Deep learning networks "work" in that they appear to be able to identify interesting semantic structures in data that can be quite noisy. But to me it's not entirely clear why that is. So I've been mulling the question of what kind of structure in data might be "visible" to such a network. In the absence of formal results ("if your data can be separated in some RKHS, then an SVM will find it"), what follows is some speculation, based on talks I attended and conversations I had with NIPs attendees.

**Observation I**: Both Stephané Mallat's talk and a nice paper by Coates, Karpathy and Ng talk about the idea of "first-level" features that identify (low-dimensional) invariants and eliminate noise. In the Coates et al paper, they start with a very fine $k$-means clustering ($k$ very large), and attempt to "glue" the centers together into low dimensional subspace pieces. These are then propagated up a network of higher-order feature processors.

**Observation 2**: Yoshua Bengio's survey of deep learning (a very readable account) points to work by Geoff Hinton as part of the reinvigoration of the field. A central idea of this work is that deep belief networks can be trained "layer by layer", where each layer uses features identified from the previous layer.

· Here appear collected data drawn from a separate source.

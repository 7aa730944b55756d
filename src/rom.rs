use crate::{crc::crc8_maxim, Error};

use bitfield::bitfield;

/// ROM address bytes in wire order.
pub type RomData = [u8; 8];

bitfield! {
    /// 1-Wire ROM address: family code, 48-bit serial number and CRC-8.
    #[derive(Clone, Copy, PartialEq, Eq, Hash)]
    pub struct RomCode(u64);
    impl Debug;
    pub u8, family, _: 7, 0;
    pub u64, serial, _: 55, 8;
    pub u8, crc, _: 63, 56;
}

impl RomCode {
    /// Creates a ROM address from family code and serial number, with a matching CRC.
    pub fn new(family: u8, serial: u64) -> Self {
        let mut bytes = ((serial & 0xFFFF_FFFF_FFFF) << 8 | u64::from(family)).to_le_bytes();
        bytes[7] = crc8_maxim(&bytes[..7]);
        Self::from_bytes(bytes)
    }

    /// Creates a ROM address from bytes as received on the bus.
    pub fn from_bytes(bytes: RomData) -> Self {
        RomCode(u64::from_le_bytes(bytes))
    }

    /// Returns the bytes in bus order.
    pub fn to_bytes(&self) -> RomData {
        self.0.to_le_bytes()
    }

    /// Checks the CRC byte against the preceding 7 bytes.
    pub fn is_valid(&self) -> bool {
        let bytes = self.to_bytes();
        crc8_maxim(&bytes[..7]) == bytes[7]
    }

    /// Validate the address read from the bus.
    ///
    /// An all-zero address passes the CRC but means nothing answered.
    pub fn validate<E>(self) -> Result<Self, Error<E>> {
        if self.0 == 0 {
            return Err(Error::NoDevice);
        }

        let bytes = self.to_bytes();
        let computed = crc8_maxim(&bytes[..7]);

        if computed != bytes[7] {
            error!(
                "ROM CRC mismatch, received: 0x{=u8:02X}, computed: 0x{=u8:02X}",
                bytes[7],
                computed
            );
            Err(Error::CrcError(u16::from(bytes[7]), u16::from(computed)))
        } else {
            Ok(self)
        }
    }
}

impl From<RomData> for RomCode {
    fn from(bytes: RomData) -> Self {
        RomCode::from_bytes(bytes)
    }
}

impl From<RomCode> for RomData {
    fn from(rom: RomCode) -> Self {
        rom.to_bytes()
    }
}
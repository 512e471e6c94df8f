// Copyright (c) 2025 Felix Kahle.
//
// Permission is hereby granted, free of charge, to any person obtaining
// a copy of this software and associated documentation files (the
// "Software"), to deal in the Software without restriction, including
// without limitation the rights to use, copy, modify, merge, publish,
// distribute, sublicense, and/or sell copies of the Software, and to
// permit persons to whom the Software is furnished to do so, subject to
// the following conditions:
//
// The above copyright notice and this permission notice shall be
// included in all copies or substantial portions of the Software.
//
// THE SOFTWARE IS PROVIDED "AS IS", WITHOUT WARRANTY OF ANY KIND,
// EXPRESS OR IMPLIED, INCLUDING BUT NOT LIMITED TO THE WARRANTIES OF
// MERCHANTABILITY, FITNESS FOR A PARTICULAR PURPOSE AND
// NONINFRINGEMENT. IN NO EVENT SHALL THE AUTHORS OR COPYRIGHT HOLDERS BE
// LIABLE FOR ANY CLAIM, DAMAGES OR OTHER LIABILITY, WHETHER IN AN ACTION
// OF CONTRACT, TORT OR OTHERWISE, ARISING FROM, OUT OF OR IN CONNECTION
// WITH THE SOFTWARE OR THE USE OR OTHER DEALINGS IN THE SOFTWARE.

//! # Skein FS
//!
//! Line and word oriented helpers for small text files.
//!
//! ## Modules
//!
//! - `read`: Whole-file readers that split content into lines
//!   ([`read_lines`]) or whitespace-delimited words ([`read_words`],
//!   [`count_words`], [`read`]). Each also has a `BufRead` counterpart for
//!   in-memory input.
//! - `write`: [`TextWriter`], a small builder that writes or appends text,
//!   plus the default-configured [`write()`](write::write),
//!   [`writeln()`](write::writeln) and [`truncate`].
//! - `error`: [`FsError`], which records the failed operation and path next
//!   to the underlying `std::io::Error`.
//!
//! Every file operation emits a `tracing` debug event. No subscriber is
//! installed here.
//!
//! ## Usage
//!
//! ```rust
//! # fn main() -> Result<(), skein_fs::FsError> {
//! # let dir = tempfile::tempdir().unwrap();
//! # let path = dir.path().join("notes.txt");
//! skein_fs::writeln(&path, "alpha beta")?;
//! skein_fs::TextWriter::new().append(true).writeln(&path, "gamma")?;
//!
//! assert_eq!(skein_fs::read_lines(&path)?, vec!["alpha beta", "gamma"]);
//! assert_eq!(skein_fs::count_words(&path)?, 3);
//! assert_eq!(skein_fs::read(&path)?, "alpha beta gamma ");
//! # Ok(())
//! # }
//! ```

pub mod error;
pub mod read;
pub mod write;

pub use error::{FsError, FsOp};
pub use read::{count_words, read, read_lines, read_words};
pub use write::{TextWriter, truncate, write, writeln};
// Copyright (c) 2025 Felix Kahle.
//
// Permission is hereby granted, free of charge, to any person obtaining
// a copy of this software and associated documentation files (the
// "Software"), to deal in the Software without restriction, including
// without limitation the rights to use, copy, modify, merge, publish,
// distribute, sublicense, and/or sell copies of the Software, and to
// permit persons to whom the Software is furnished to do so, subject to
// the following conditions:
//
// The above copyright notice and this permission notice shall be
// included in all copies or substantial portions of the Software.
//
// THE SOFTWARE IS PROVIDED "AS IS", WITHOUT WARRANTY OF ANY KIND,
// EXPRESS OR IMPLIED, INCLUDING BUT NOT LIMITED TO THE WARRANTIES OF
// MERCHANTABILITY, FITNESS FOR A PARTICULAR PURPOSE AND
// NONINFRINGEMENT. IN NO EVENT SHALL THE AUTHORS OR COPYRIGHT HOLDERS BE
// LIABLE FOR ANY CLAIM, DAMAGES OR OTHER LIABILITY, WHETHER IN AN ACTION
// OF CONTRACT, TORT OR OTHERWISE, ARISING FROM, OUT OF OR IN CONNECTION
// WITH THE SOFTWARE OR THE USE OR OTHER DEALINGS IN THE SOFTWARE.

//! Uniform draws and sampling without replacement.
//!
//! A [`Sampler`] owns its random number generator, so draws are
//! reproducible whenever the generator is seeded. Sized sequences are
//! accessed by position through [`Sequence::get`]; sequences without a
//! known length are collected once and then indexed.

use crate::error::SampleError;
use rand::{
    Rng, SeedableRng,
    distr::uniform::SampleUniform,
    rngs::StdRng,
    seq::index,
};
use skein_core::sequence::Sequence;
use std::cmp::Ordering;
use tracing::{debug, trace};

/// Draws random values and items using an owned generator.
#[derive(Debug, Clone)]
pub struct Sampler<R> {
    rng: R,
}

impl<R> Sampler<R>
where
    R: Rng,
{
    /// Creates a sampler drawing from `rng`.
    #[inline]
    pub fn new(rng: R) -> Self {
        Self { rng }
    }

    /// Returns a mutable reference to the underlying generator.
    #[inline]
    pub fn rng_mut(&mut self) -> &mut R {
        &mut self.rng
    }

    /// Consumes the sampler and returns its generator.
    #[inline]
    pub fn into_inner(self) -> R {
        self.rng
    }

    /// Returns a value in `[low, high]`, both bounds inclusive.
    ///
    /// # Errors
    ///
    /// Returns [`SampleError::InvalidRange`] if `low > high` or the bounds
    /// are not comparable.
    ///
    /// # Examples
    ///
    /// ```rust
    /// # use skein_rand::Sampler;
    /// let mut sampler = Sampler::seeded(1);
    /// let roll = sampler.rand_int(1, 6).unwrap();
    /// assert!((1..=6).contains(&roll));
    /// assert_eq!(sampler.rand_int(4, 4), Ok(4));
    /// ```
    pub fn rand_int<T>(&mut self, low: T, high: T) -> Result<T, SampleError>
    where
        T: SampleUniform + PartialOrd,
    {
        match low.partial_cmp(&high) {
            Some(Ordering::Less | Ordering::Equal) => Ok(self.rng.random_range(low..=high)),
            _ => Err(SampleError::InvalidRange),
        }
    }

    /// Returns a float in `[0, 1)`.
    #[inline]
    pub fn random(&mut self) -> f64 {
        self.rng.random::<f64>()
    }

    /// Returns a float in `[low, high)`. Equal bounds return `low`.
    ///
    /// # Errors
    ///
    /// Returns [`SampleError::InvalidRange`] if `low > high` or either bound
    /// is not finite.
    pub fn uniform(&mut self, low: f64, high: f64) -> Result<f64, SampleError> {
        if !low.is_finite() || !high.is_finite() || low > high {
            return Err(SampleError::InvalidRange);
        }
        let x = low + (high - low) * self.random();
        // Rounding can land on `high` when the span is tiny.
        if x < high { Ok(x) } else { Ok(low) }
    }

    /// Returns a uniformly chosen item of `sequence`.
    ///
    /// # Errors
    ///
    /// Returns [`SampleError::Empty`] for an empty sequence and
    /// [`SampleError::Sequence`] if traversal fails.
    ///
    /// # Examples
    ///
    /// ```rust
    /// # use skein_core::sequence::Sequence;
    /// # use skein_rand::{Sampler, SampleError};
    /// let data = [10, 20, 30];
    /// let mut sampler = Sampler::seeded(9);
    /// let item = sampler.choice(&Sequence::from_slice(&data)).unwrap();
    /// assert!(data.contains(item));
    ///
    /// let empty: Sequence<'_, u8> = Sequence::empty();
    /// assert_eq!(sampler.choice(&empty), Err(SampleError::Empty));
    /// ```
    pub fn choice<T>(&mut self, sequence: &Sequence<'_, T>) -> Result<T, SampleError> {
        match sequence.known_len() {
            Some(0) => Err(SampleError::Empty),
            Some(len) => {
                let index = self.rng.random_range(0..len);
                trace!(len, index, "choice by position");
                Ok(sequence.get(index)?)
            }
            None => {
                let mut items = sequence.to_vec()?;
                if items.is_empty() {
                    return Err(SampleError::Empty);
                }
                let index = self.rng.random_range(0..items.len());
                trace!(len = items.len(), index, "choice from collected items");
                Ok(items.swap_remove(index))
            }
        }
    }

    /// Returns `n` items taken from distinct positions of `sequence`.
    ///
    /// The order of the result is random. Sampling all items yields a
    /// permutation; sampling none yields an empty vector.
    ///
    /// # Errors
    ///
    /// Returns [`SampleError::SampleTooLarge`] if `n` exceeds the number of
    /// items, and [`SampleError::Sequence`] if traversal fails.
    pub fn sample<T>(&mut self, sequence: &Sequence<'_, T>, n: usize) -> Result<Vec<T>, SampleError> {
        match sequence.known_len() {
            Some(len) => {
                check_sample_size(n, len)?;
                trace!(len, n, "sampling by position");
                index::sample(&mut self.rng, len, n)
                    .into_iter()
                    .map(|i| sequence.get(i).map_err(SampleError::from))
                    .collect()
            }
            None => {
                let mut items: Vec<Option<T>> = sequence.to_vec()?.into_iter().map(Some).collect();
                check_sample_size(n, items.len())?;
                trace!(len = items.len(), n, "sampling from collected items");
                Ok(index::sample(&mut self.rng, items.len(), n)
                    .into_iter()
                    .filter_map(|i| items.get_mut(i).and_then(Option::take))
                    .collect())
            }
        }
    }
}

impl Sampler<StdRng> {
    /// Creates a reproducible sampler from `seed`.
    pub fn seeded(seed: u64) -> Self {
        debug!(seed, "creating seeded sampler");
        Self::new(StdRng::seed_from_u64(seed))
    }

    /// Creates a sampler seeded from the operating system.
    pub fn from_os_rng() -> Self {
        debug!("creating sampler from operating system entropy");
        Self::new(StdRng::from_os_rng())
    }
}

#[inline]
fn check_sample_size(requested: usize, available: usize) -> Result<(), SampleError> {
    if requested > available {
        return Err(SampleError::SampleTooLarge {
            requested,
            available,
        });
    }
    Ok(())
}
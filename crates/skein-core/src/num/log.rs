// Copyright (c) 2025 Felix Kahle.
//
// Permission is hereby granted, free of charge, to any person obtaining
// a copy of this software and associated documentation files (the
// "Software"), to deal in the Software without restriction, including
// without limitation the rights to use, copy, modify, merge, publish,
// distribute, sublicense, and/or sell copies of the Software, and to
// permit persons to whom the Software is furnished to do so, subject to
// the following conditions:
//
// The above copyright notice and this permission notice shall be
// included in all copies or substantial portions of the Software.
//
// THE SOFTWARE IS PROVIDED "AS IS", WITHOUT WARRANTY OF ANY KIND,
// EXPRESS OR IMPLIED, INCLUDING BUT NOT LIMITED TO THE WARRANTIES OF
// MERCHANTABILITY, FITNESS FOR A PARTICULAR PURPOSE AND
// NONINFRINGEMENT. IN NO EVENT SHALL THE AUTHORS OR COPYRIGHT HOLDERS BE
// LIABLE FOR ANY CLAIM, DAMAGES OR OTHER LIABILITY, WHETHER IN AN ACTION
// OF CONTRACT, TORT OR OTHERWISE, ARISING FROM, OUT OF OR IN CONNECTION
// WITH THE SOFTWARE OR THE USE OR OTHER DEALINGS IN THE SOFTWARE.

use super::NumError;
use num_traits::PrimInt;

#[inline(always)]
fn bit_width<T: PrimInt>() -> u32 {
    T::zero().count_zeros()
}

#[inline(always)]
fn require_positive<T: PrimInt>(x: T) -> Result<(), NumError> {
    if x <= T::zero() {
        return Err(NumError::NonPositive);
    }
    Ok(())
}

/// Returns `⌊log₂ x⌋` for a strictly positive `x`.
///
/// # Examples
///
/// ```rust
/// # use skein_core::num::{log2_floor, NumError};
/// assert_eq!(log2_floor(1u32), Ok(0));
/// assert_eq!(log2_floor(9i64), Ok(3));
/// assert_eq!(log2_floor(0u8), Err(NumError::NonPositive));
/// ```
#[inline]
pub fn log2_floor<T: PrimInt>(x: T) -> Result<u32, NumError> {
    require_positive(x)?;
    Ok(bit_width::<T>() - 1 - x.leading_zeros())
}

/// Returns `⌈log₂ x⌉` for a strictly positive `x`.
///
/// Exact powers of two have equal floor and ceiling.
///
/// # Examples
///
/// ```rust
/// # use skein_core::num::log2_ceil;
/// assert_eq!(log2_ceil(8u32), Ok(3));
/// assert_eq!(log2_ceil(9u32), Ok(4));
/// ```
#[inline]
pub fn log2_ceil<T: PrimInt>(x: T) -> Result<u32, NumError> {
    let floor = log2_floor(x)?;
    if x.count_ones() == 1 {
        Ok(floor)
    } else {
        Ok(floor + 1)
    }
}

/// Returns the number of bits needed to represent a strictly positive `x`.
///
/// # Examples
///
/// ```rust
/// # use skein_core::num::bit_length;
/// assert_eq!(bit_length(1u8), Ok(1));
/// assert_eq!(bit_length(8u8), Ok(4));
/// assert_eq!(bit_length(255u8), Ok(8));
/// ```
#[inline]
pub fn bit_length<T: PrimInt>(x: T) -> Result<u32, NumError> {
    Ok(log2_floor(x)? + 1)
}

/// Returns `log₂ x` for a strictly positive `x`. NaN is rejected.
#[inline]
pub fn log2_f64(x: f64) -> Result<f64, NumError> {
    if x > 0.0 {
        Ok(x.log2())
    } else {
        Err(NumError::NonPositive)
    }
}

/// Returns `true` if `x == 2ᵏ` for some `k ≥ 0`. Zero and negative values are not powers of two.
#[inline]
pub fn is_power_of_two<T: PrimInt>(x: T) -> bool {
    x > T::zero() && x.count_ones() == 1
}

/// Returns `true` if `x` is a finite float with no fractional part.
#[inline]
pub fn is_integral(x: f64) -> bool {
    x.is_finite() && x.fract() == 0.0
}

#[cfg(test)]
mod tests {
    use super::*;

    #[test]
    fn test_log2_floor_across_types() {
        assert_eq!(log2_floor(1u8), Ok(0));
        assert_eq!(log2_floor(2u16), Ok(1));
        assert_eq!(log2_floor(1023u32), Ok(9));
        assert_eq!(log2_floor(1024u32), Ok(10));
        assert_eq!(log2_floor(i64::MAX), Ok(62));
        assert_eq!(log2_floor(u64::MAX), Ok(63));
        assert_eq!(log2_floor(1usize << 20), Ok(20));
    }

    #[test]
    fn test_log2_rejects_non_positive() {
        assert_eq!(log2_floor(0u32), Err(NumError::NonPositive));
        assert_eq!(log2_floor(-3i32), Err(NumError::NonPositive));
        assert_eq!(log2_ceil(i64::MIN), Err(NumError::NonPositive));
        assert_eq!(bit_length(0u64), Err(NumError::NonPositive));
        assert_eq!(log2_f64(0.0), Err(NumError::NonPositive));
        assert_eq!(log2_f64(-1.5), Err(NumError::NonPositive));
        assert_eq!(log2_f64(f64::NAN), Err(NumError::NonPositive));
    }

    #[test]
    fn test_log2_ceil_is_a_true_ceiling() {
        assert_eq!(log2_ceil(1u32), Ok(0));
        assert_eq!(log2_ceil(2u32), Ok(1));
        assert_eq!(log2_ceil(3u32), Ok(2));
        assert_eq!(log2_ceil(4u32), Ok(2));
        assert_eq!(log2_ceil(5u32), Ok(3));
        assert_eq!(log2_ceil(u64::MAX), Ok(64));
        assert_eq!(log2_ceil(1u64 << 63), Ok(63));
    }

    #[test]
    fn test_bit_length() {
        assert_eq!(bit_length(1i32), Ok(1));
        assert_eq!(bit_length(4i32), Ok(3));
        assert_eq!(bit_length(7i32), Ok(3));
        assert_eq!(bit_length(i32::MAX), Ok(31));
    }

    #[test]
    fn test_log2_f64() {
        assert_eq!(log2_f64(1.0), Ok(0.0));
        assert_eq!(log2_f64(8.0), Ok(3.0));
        let half = log2_f64(0.5).unwrap();
        assert!((half + 1.0).abs() < 1e-12);
    }

    #[test]
    fn test_is_power_of_two() {
        let powers: Vec<u32> = (0..40).filter(|&x| is_power_of_two(x)).collect();
        assert_eq!(powers, vec![1, 2, 4, 8, 16, 32]);
        assert!(!is_power_of_two(0i64));
        assert!(!is_power_of_two(-8i64));
        assert!(is_power_of_two(1u64 << 63));
        assert!(!is_power_of_two(i64::MIN));
    }

    #[test]
    fn test_is_integral() {
        assert!(is_integral(3.0));
        assert!(is_integral(-0.0));
        assert!(is_integral(-12.0));
        assert!(!is_integral(2.5));
        assert!(!is_integral(f64::INFINITY));
        assert!(!is_integral(f64::NAN));
    }
}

If you stare at these things long enough, you begin to see a picture not of sparse data, or low-rank data, or even manifold data. What you see is a certain hierarchical collection of subspaces, where low-dimensional spaces interact

*in a low dimensional way*to form higher level spaces, and so on. So you might have a low-level "lip" feature described by a collection of 2-3 dimensional noisy subspaces in an image space. These "lip" features in turn combine with "eye" features and so on.

This might seem rather far fetched, and a strange way to think about data. But I can't claim originality even here. Back in June, Mauro Maggioni gave a talk at CGWeek in Chris Bishop's workshop on the connection between analysis and geometry. In this talk, he described a multi-resolution view on data that admits structure at different scales, and admits

*different*structures at these scales.

The upshot of all of this: it is possible that deep learning is trying to capture hierarchies of low dimensional subspaces that interact in a low dimensional way. This would explain how one is able to avoid the curse of dimensionality, and might also explain why it sometimes can find structure that other methods (kernels, manifold methods, etc) might miss.

Problem is: I'm not sure how one tests this hypothesis. Almost any data set could be viewed this way if you allow enough features and enough "depth" in the hierarchy.